Data provided section start
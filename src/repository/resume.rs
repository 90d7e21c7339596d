use diesel::prelude::*;

use crate::domain::resume::Resume;
use crate::models::resume::Resume as DbResume;
use crate::repository::errors::{RepositoryError, RepositoryResult};
use crate::repository::{DieselRepository, ResumeReader, ResumeWriter};

impl ResumeReader for DieselRepository {
    fn list_resumes(&self) -> RepositoryResult<Vec<Resume>> {
        use crate::schema::resumes;

        let mut conn = self.conn()?;

        let rows: Vec<DbResume> = resumes::table
            .order(resumes::id.asc())
            .load::<DbResume>(&mut conn)?;

        // A record that fails to decode is skipped, not fatal for the run.
        Ok(rows
            .into_iter()
            .filter_map(|row| {
                let id = row.id.clone();
                match Resume::try_from(row) {
                    Ok(resume) => Some(resume),
                    Err(e) => {
                        log::warn!("Skipping unreadable resume {id}: {e}");
                        None
                    }
                }
            })
            .collect())
    }
}

impl ResumeWriter for DieselRepository {
    fn create_resumes(&self, resumes: &[Resume]) -> RepositoryResult<usize> {
        use crate::schema::resumes;

        if resumes.is_empty() {
            return Ok(0);
        }

        let rows = resumes
            .iter()
            .map(DbResume::try_from)
            .collect::<Result<Vec<_>, _>>()?;

        let mut conn = self.conn()?;
        let inserted = conn.transaction(|conn| {
            diesel::insert_into(resumes::table)
                .values(&rows)
                .execute(conn)
                .map_err(RepositoryError::from)
        })?;

        Ok(inserted)
    }
}
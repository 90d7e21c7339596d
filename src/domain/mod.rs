pub mod job;
pub mod recommendation;
pub mod resume;
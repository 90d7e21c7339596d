pub mod embedding;
pub mod matching;
pub mod summary;
pub mod config;
pub mod job;
pub mod recommendation;
pub mod resume;

use serde::Serialize;
use serde::de::DeserializeOwned;

use crate::repository::errors::RepositoryError;

/// Decode one of the JSON list columns, naming the field in the error.
pub(crate) fn decode_json_list<T: DeserializeOwned>(
    raw: &str,
    field: &str,
) -> Result<Vec<T>, RepositoryError> {
    serde_json::from_str(raw)
        .map_err(|e| RepositoryError::ValidationError(format!("invalid {field} JSON: {e}")))
}

pub(crate) fn encode_json_list<T: Serialize>(
    values: &[T],
    field: &str,
) -> Result<String, RepositoryError> {
    serde_json::to_string(values)
        .map_err(|e| RepositoryError::ValidationError(format!("cannot encode {field}: {e}")))
}
use serde::{Deserialize, Serialize};

/// A single education record; only the degree or program title feeds the
/// summary.
#[derive(Debug, Clone, PartialEq, Serialize, Deserialize)]
pub struct EducationEntry {
    pub title: String,
}

#[derive(Debug, Clone, PartialEq, Serialize, Deserialize)]
pub struct SkillEntry {
    pub name: String,
}

#[derive(Debug, Clone, PartialEq, Serialize, Deserialize)]
pub struct LanguageEntry {
    #[serde(rename = "language")]
    pub name: String,
}

/// One employment period. Years are kept as free-form strings: the platform
/// stores ongoing positions with markers like `Present` instead of a number.
#[derive(Debug, Clone, Default, PartialEq, Serialize, Deserialize)]
#[serde(rename_all = "camelCase")]
pub struct ExperienceEntry {
    #[serde(default)]
    pub start_year: Option<String>,
    #[serde(default)]
    pub end_year: Option<String>,
}

/// A candidate résumé as stored by the platform.
#[derive(Debug, Clone, PartialEq)]
pub struct Resume {
    pub id: String,
    pub title: String,
    pub address: String,
    pub education: Vec<EducationEntry>,
    pub skills: Vec<SkillEntry>,
    pub languages: Vec<LanguageEntry>,
    pub experience: Vec<ExperienceEntry>,
}
use thiserror::Error;

pub type RepositoryResult<T> = Result<T, RepositoryError>;

#[derive(Debug, Error)]
pub enum RepositoryError {
    #[error("failed to get connection from pool: {0}")]
    PoolError(#[from] diesel::r2d2::PoolError),
    #[error("database error: {0}")]
    DatabaseError(#[from] diesel::result::Error),
    #[error("not found: {0}")]
    NotFound(String),
    #[error("validation error: {0}")]
    ValidationError(String),
}
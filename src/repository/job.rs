use diesel::prelude::*;

use crate::domain::job::{Job, STATUS_ACTIVE};
use crate::models::job::Job as DbJob;
use crate::repository::errors::{RepositoryError, RepositoryResult};
use crate::repository::{DieselRepository, JobReader, JobWriter};

impl JobReader for DieselRepository {
    fn list_active_jobs(&self) -> RepositoryResult<Vec<Job>> {
        use crate::schema::jobs;

        let mut conn = self.conn()?;

        // Inactive jobs are filtered out here so they never reach matching.
        let rows: Vec<DbJob> = jobs::table
            .filter(jobs::status.eq(STATUS_ACTIVE))
            .order(jobs::id.asc())
            .load::<DbJob>(&mut conn)?;

        Ok(rows
            .into_iter()
            .filter_map(|row| {
                let id = row.id.clone();
                match Job::try_from(row) {
                    Ok(job) => Some(job),
                    Err(e) => {
                        log::warn!("Skipping unreadable job {id}: {e}");
                        None
                    }
                }
            })
            .collect())
    }
}

impl JobWriter for DieselRepository {
    fn create_jobs(&self, jobs: &[Job]) -> RepositoryResult<usize> {
        use crate::schema::jobs;

        if jobs.is_empty() {
            return Ok(0);
        }

        let rows = jobs
            .iter()
            .map(DbJob::try_from)
            .collect::<Result<Vec<_>, _>>()?;

        let mut conn = self.conn()?;
        let inserted = conn.transaction(|conn| {
            diesel::insert_into(jobs::table)
                .values(&rows)
                .execute(conn)
                .map_err(RepositoryError::from)
        })?;

        Ok(inserted)
    }
}
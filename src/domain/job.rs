/// Status value a job must carry to take part in matching.
pub const STATUS_ACTIVE: &str = "Active";

/// A job posting as stored by the platform.
#[derive(Debug, Clone, PartialEq)]
pub struct Job {
    pub id: String,
    pub job_title: String,
    pub location: String,
    pub experience_level: String,
    pub required_skills: Vec<String>,
    pub description: String,
    pub status: String,
}

impl Job {
    pub fn is_active(&self) -> bool {
        self.status == STATUS_ACTIVE
    }
}
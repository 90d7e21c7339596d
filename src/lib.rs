pub mod db;
pub mod domain;
pub mod models;
pub mod processing;
pub mod repository;
pub mod schema;

/// Default number of matches kept per entity in each direction.
pub const DEFAULT_TOP_K: usize = 5;
//! Value Objects - Immutable, identity-less domain primitives

mod audio_upload;
mod language;
mod todo_id;
mod user_id;

pub use audio_upload::{
    AllowedAudioTypes, AudioUploadPolicy, TRANSCRIPTION_MAX_BYTES, VOICE_SAMPLE_MAX_BYTES,
    VOICE_SAMPLE_TYPES,
};
pub use language::Language;
pub use todo_id::TodoId;
pub use user_id::UserId;
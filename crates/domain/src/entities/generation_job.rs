//! Speech generation job
//!
//! A job walks `queued → cleaning → transliterating → synthesizing → completed`.
//! Any non-terminal state may move to `failed`. Each stage is entered before
//! its work starts and finished once the work has produced a result, so the
//! progress value only ever reflects completed work.

use std::fmt;

use chrono::{DateTime, Utc};
use serde::{Deserialize, Serialize};
use uuid::Uuid;

use crate::{errors::DomainError, value_objects::Language};

/// Upper bound on the text a single job accepts
pub const MAX_GENERATION_TEXT_CHARS: usize = 5000;

const PREVIEW_CHARS: usize = 100;

/// Stage of a generation job
#[derive(Debug, Clone, Copy, PartialEq, Eq, Hash, Serialize, Deserialize)]
#[serde(rename_all = "lowercase")]
pub enum GenerationStatus {
    Queued,
    Cleaning,
    Transliterating,
    Synthesizing,
    Completed,
    Failed,
}

impl GenerationStatus {
    /// Progress reported when the stage is entered
    pub const fn entry_progress(self) -> u8 {
        match self {
            Self::Queued => 0,
            Self::Cleaning => 20,
            Self::Transliterating => 60,
            Self::Synthesizing => 90,
            Self::Completed => 100,
            Self::Failed => 0,
        }
    }

    /// Whether the job can no longer change
    pub const fn is_terminal(self) -> bool {
        matches!(self, Self::Completed | Self::Failed)
    }

    const fn next(self) -> Option<Self> {
        match self {
            Self::Queued => Some(Self::Cleaning),
            Self::Cleaning => Some(Self::Transliterating),
            Self::Transliterating => Some(Self::Synthesizing),
            Self::Synthesizing => Some(Self::Completed),
            Self::Completed | Self::Failed => None,
        }
    }

    const fn as_str(self) -> &'static str {
        match self {
            Self::Queued => "queued",
            Self::Cleaning => "cleaning",
            Self::Transliterating => "transliterating",
            Self::Synthesizing => "synthesizing",
            Self::Completed => "completed",
            Self::Failed => "failed",
        }
    }
}

impl fmt::Display for GenerationStatus {
    fn fmt(&self, f: &mut fmt::Formatter<'_>) -> fmt::Result {
        f.write_str(self.as_str())
    }
}

/// One text-to-speech generation request and its progress
#[derive(Debug, Clone, PartialEq, Eq, Serialize, Deserialize)]
pub struct GenerationJob {
    pub id: Uuid,
    /// Preview of the input, truncated to 100 characters
    pub text: String,
    pub original_text: String,
    #[serde(skip_serializing_if = "Option::is_none")]
    pub cleaned_text: Option<String>,
    #[serde(skip_serializing_if = "Option::is_none")]
    pub transliterated_text: Option<String>,
    pub language: Language,
    pub voice: String,
    pub status: GenerationStatus,
    pub progress: u8,
    #[serde(skip_serializing_if = "Option::is_none")]
    pub audio_url: Option<String>,
    #[serde(skip_serializing_if = "Option::is_none")]
    pub error: Option<String>,
    pub created_at: DateTime<Utc>,
    #[serde(skip_serializing_if = "Option::is_none")]
    pub completed_at: Option<DateTime<Utc>>,
}

impl GenerationJob {
    /// Create a queued job, rejecting empty or oversized text
    pub fn new(
        text: &str,
        language: Language,
        voice: impl Into<String>,
    ) -> Result<Self, DomainError> {
        let trimmed = text.trim();
        if trimmed.is_empty() {
            return Err(DomainError::ValidationError(
                "Text is required".to_string(),
            ));
        }
        if text.chars().count() > MAX_GENERATION_TEXT_CHARS {
            return Err(DomainError::ValidationError(format!(
                "Text must be at most {MAX_GENERATION_TEXT_CHARS} characters"
            )));
        }

        Ok(Self {
            id: Uuid::new_v4(),
            text: preview(text),
            original_text: text.to_string(),
            cleaned_text: None,
            transliterated_text: None,
            language,
            voice: voice.into(),
            status: GenerationStatus::Queued,
            progress: 0,
            audio_url: None,
            error: None,
            created_at: Utc::now(),
            completed_at: None,
        })
    }

    fn advance_to(&mut self, to: GenerationStatus) -> Result<(), DomainError> {
        if self.status.next() != Some(to) {
            return Err(DomainError::InvalidTransition {
                from: self.status.to_string(),
                to: to.to_string(),
            });
        }
        self.status = to;
        self.progress = to.entry_progress();
        Ok(())
    }

    fn expect_status(&self, expected: GenerationStatus, to: &str) -> Result<(), DomainError> {
        if self.status == expected {
            Ok(())
        } else {
            Err(DomainError::InvalidTransition {
                from: self.status.to_string(),
                to: to.to_string(),
            })
        }
    }

    pub fn start_cleaning(&mut self) -> Result<(), DomainError> {
        self.advance_to(GenerationStatus::Cleaning)
    }

    /// Record cleaned text; progress moves to 40
    pub fn finish_cleaning(&mut self, cleaned: String) -> Result<(), DomainError> {
        self.expect_status(GenerationStatus::Cleaning, "cleaned")?;
        self.cleaned_text = Some(cleaned);
        self.progress = 40;
        Ok(())
    }

    pub fn start_transliterating(&mut self) -> Result<(), DomainError> {
        if self.cleaned_text.is_none() {
            return Err(DomainError::InvalidTransition {
                from: self.status.to_string(),
                to: GenerationStatus::Transliterating.to_string(),
            });
        }
        self.advance_to(GenerationStatus::Transliterating)
    }

    /// Record transliterated text; progress moves to 80
    pub fn finish_transliterating(&mut self, transliterated: String) -> Result<(), DomainError> {
        self.expect_status(GenerationStatus::Transliterating, "transliterated")?;
        self.transliterated_text = Some(transliterated);
        self.progress = 80;
        Ok(())
    }

    pub fn start_synthesizing(&mut self) -> Result<(), DomainError> {
        if self.transliterated_text.is_none() {
            return Err(DomainError::InvalidTransition {
                from: self.status.to_string(),
                to: GenerationStatus::Synthesizing.to_string(),
            });
        }
        self.advance_to(GenerationStatus::Synthesizing)
    }

    /// Mark the job completed with the location of its audio
    pub fn complete(&mut self, audio_url: impl Into<String>) -> Result<(), DomainError> {
        self.advance_to(GenerationStatus::Completed)?;
        self.audio_url = Some(audio_url.into());
        self.completed_at = Some(Utc::now());
        Ok(())
    }

    /// Mark the job failed, keeping the progress reached so far
    pub fn fail(&mut self, error: impl Into<String>) -> Result<(), DomainError> {
        if self.status.is_terminal() {
            return Err(DomainError::InvalidTransition {
                from: self.status.to_string(),
                to: GenerationStatus::Failed.to_string(),
            });
        }
        self.status = GenerationStatus::Failed;
        self.error = Some(error.into());
        self.completed_at = Some(Utc::now());
        Ok(())
    }

    /// Text that should be handed to synthesis
    pub fn speech_text(&self) -> Option<&str> {
        self.transliterated_text
            .as_deref()
            .or(self.cleaned_text.as_deref())
    }
}

fn preview(text: &str) -> String {
    if text.chars().count() > PREVIEW_CHARS {
        let head: String = text.chars().take(PREVIEW_CHARS).collect();
        format!("{head}...")
    } else {
        text.to_string()
    }
}
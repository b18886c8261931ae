//! Application layer - Use cases and orchestration
//!
//! Defines the ports the outside world must implement (stores, speech and
//! voice providers, transliteration, encryption) and the services that drive
//! them for each HTTP use case.

pub mod error;
pub mod ports;
pub mod services;

pub use error::ApplicationError;
pub use ports::*;
pub use services::*;
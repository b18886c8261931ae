//! Adapters implementing application ports

mod encryption_adapter;
mod speech_adapter;
mod supabase_adapter;
mod transliteration_adapter;
mod voice_adapter;

pub use encryption_adapter::{ChaChaEncryptionAdapter, KEY_SIZE};
pub use speech_adapter::SpeechAdapter;
pub use supabase_adapter::SupabaseAdapter;
pub use transliteration_adapter::TransliterationAdapter;
pub use voice_adapter::VoiceAdapter;
//! AI Speech - hosted speech provider clients
//!
//! Provides traits and implementations for the two speech services the
//! server relies on:
//! - `SpeechToText` - transcribe an audio file to plain text (OpenAI Whisper)
//! - `VoiceCloning` - register voices from samples and synthesize speech
//!   with them (ElevenLabs)
//!
//! # Architecture
//!
//! This crate follows the ports & adapters pattern:
//! - `ports` module defines the traits (ports)
//! - `providers` module contains concrete implementations (adapters)
//!
//! # Example
//!
//! ```ignore
//! use ai_speech::{AudioFile, OpenAiSpeechConfig, OpenAiWhisperProvider, SpeechToText};
//!
//! let provider = OpenAiWhisperProvider::new(OpenAiSpeechConfig::default())?;
//! let text = provider
//!     .transcribe_file(&AudioFile::new("uploads/audio/a.mp3", "a.mp3", "audio/mpeg"))
//!     .await?;
//! ```

pub mod config;
pub mod error;
pub mod ports;
pub mod providers;
pub mod types;

pub use config::{ElevenLabsConfig, OpenAiSpeechConfig};
pub use error::SpeechError;
pub use ports::{SpeechToText, VoiceCloning};
pub use providers::{elevenlabs::ElevenLabsProvider, openai::OpenAiWhisperProvider};
pub use types::{AudioFile, VoiceInfo, VoiceSettings};
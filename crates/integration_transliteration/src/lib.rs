//! Transliteration integration
//!
//! Converts romanised text into native scripts for Indic languages and Urdu
//! using the public Google Input Tools endpoint, falling back to a small
//! built-in dictionary when the endpoint is unavailable.

pub mod client;
pub mod dictionary;
mod transliterator;

pub use client::{
    GoogleInputToolsClient, TransliterationClient, TransliterationConfig, TransliterationError,
};
pub use transliterator::{Outcome, OutcomeSource, SUPPORTED_LANGUAGES, Transliterator};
Data provided section end
### Work to complete
Each line above that contains "kept" counts once; report the resulting number and nothing else.

### Answer to the exercise
2